Im Jahr 2005 wurden in Deutschland etwa 44 Millionen Impfstoffdosen verabreicht, rund die Hälfte davon für die jährliche Grippeimpfung. Im selben Zeitraum meldeten Ärzte und Pharmahersteller knapp 1.400 vermutete Impfkomplikationen das entspricht einer Rate von rund drei Verdachtsfällen pro 100.000 verabreichten Dosen . Die Analyse ergab bei knapp einem Drittel der gemeldeten Fälle keine Hinweise auf einen möglichen Zusammenhang mit der Impfung. Nur bei fünf Geimpften wurde eine dauerhafte gesundheitliche Beeinträchtigung gemeldet, die möglicherweise durch die Impfung ausgelöst worden war.
Wie setzen sich Impfstoffe zusammen?
Neben dem Wirkstoff enthalten Impfstoffe Substanzen, die dazu dienen, Impfviren abzutöten, die Immunantwort zu verstärken oder den Impfstoff haltbar zu machen.
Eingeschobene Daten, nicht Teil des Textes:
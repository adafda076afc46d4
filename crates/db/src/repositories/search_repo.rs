//! Repository for publication search.
//!
//! [`SearchRepo::search`] dispatches a term to one of three matchers based on
//! [`SearchMode`]. All matching is a case-insensitive substring match under
//! full Unicode lower-casing; a blank term matches nothing.
//!
//! SQLite's `LOWER()` and `LIKE` only fold ASCII letters, so candidate rows are
//! read through the listing projection and matched with [`TermMatcher`].

use hive_core::search::{SearchMode, TermMatcher};

use crate::error::RepoResult;
use crate::models::publication::PublicationListing;
use crate::repositories::publication_repo::{listing_select, VendorJoin};
use crate::DbPool;

/// Provides search operations over publications.
pub struct SearchRepo;

impl SearchRepo {
    /// Route `term` to the matcher selected by `mode`.
    pub async fn search(
        pool: &DbPool,
        term: &str,
        mode: SearchMode,
    ) -> RepoResult<Vec<PublicationListing>> {
        tracing::debug!(mode = mode.as_str(), term, "Publication search");
        match mode {
            SearchMode::Publications => Self::search_publications(pool, term).await,
            SearchMode::Vendors => Self::search_by_vendor_name(pool, term).await,
            SearchMode::Categories => Self::search_categories(pool, term).await,
        }
    }

    /// Match against publication `name` or `description`.
    ///
    /// Publications whose vendor was deleted still match.
    pub async fn search_publications(
        pool: &DbPool,
        term: &str,
    ) -> RepoResult<Vec<PublicationListing>> {
        let Some(matcher) = TermMatcher::new(term) else {
            return Ok(Vec::new());
        };
        Self::filtered(pool, VendorJoin::Left, |row| {
            matcher.matches(&row.publication.name)
                || matcher.matches(&row.publication.description)
        })
        .await
    }

    /// Match against publication `category`. Uncategorised publications
    /// never match.
    pub async fn search_categories(
        pool: &DbPool,
        term: &str,
    ) -> RepoResult<Vec<PublicationListing>> {
        let Some(matcher) = TermMatcher::new(term) else {
            return Ok(Vec::new());
        };
        Self::filtered(pool, VendorJoin::Left, |row| {
            matcher.matches_opt(row.publication.category.as_deref())
        })
        .await
    }

    /// Match against the owning vendor's `name`.
    ///
    /// Uses an inner join: publications without a resolvable vendor never match.
    pub async fn search_by_vendor_name(
        pool: &DbPool,
        term: &str,
    ) -> RepoResult<Vec<PublicationListing>> {
        let Some(matcher) = TermMatcher::new(term) else {
            return Ok(Vec::new());
        };
        Self::filtered(pool, VendorJoin::Inner, |row| {
            matcher.matches_opt(row.vendor_name.as_deref())
        })
        .await
    }

    /// Read listings in publication id order and keep those accepted by `keep`.
    async fn filtered<F>(
        pool: &DbPool,
        join: VendorJoin,
        keep: F,
    ) -> RepoResult<Vec<PublicationListing>>
    where
        F: Fn(&PublicationListing) -> bool,
    {
        let query = format!("{} ORDER BY p.id", listing_select(join));
        let mut rows = sqlx::query_as::<_, PublicationListing>(&query)
            .fetch_all(pool)
            .await?;
        rows.retain(|row| keep(row));
        Ok(rows)
    }
}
Solche Zusätze, wie Formaldehyd, Aluminium, Phenol oder Thiomersal, müssen auf dem Impfstoff angegeben sein. Für die Grundimmunisierung von Kindern haben Hersteller aber inzwischen eine Reihe von Kombinationsimpfstoffen entwickelt, die überhaupt keine Konservierungsmittel (wie z.B. Thiomersal) mehr enthalten.
Wann sollte man sich nicht impfen lassen?
Grundsätzlich sollten Personen nicht geimpft werden, die akut erkrankt sind. Im Notfall kann eine Impfung dennoch stattfinden, am besten aber sollte ein Patient erst wieder ganz genesen. Während einer Schwangerschaft sollten nur dringend notwendige Impfungen gemacht werden. Wenn eine Allergie gegen einen Bestandteil des Impfstoffs, - z.B. Hühnereiweiß - besteht, kann dies ein Grund sein, nicht zu impfen. Patienten mit einem schwachen Immunsystem sollten Impfungen stets mit ihrem behandelnden Arzt besprechen. Dies gilt besonders für Immunisierungen mit Lebendimpfstoffen. Die STIKO weist ausdrücklich darauf hin, dass Impfungen auch möglich sind u.a. bei einem leichten Infekt, Asthma, Neurodermitis oder anderen chronischen Krankheiten. Patienten sollten ihre persönliche Situation mit ihrem behandelnden Arzt besprechen. Ärzte können sich bei Fragen an das Robert-Koch-Institut wenden.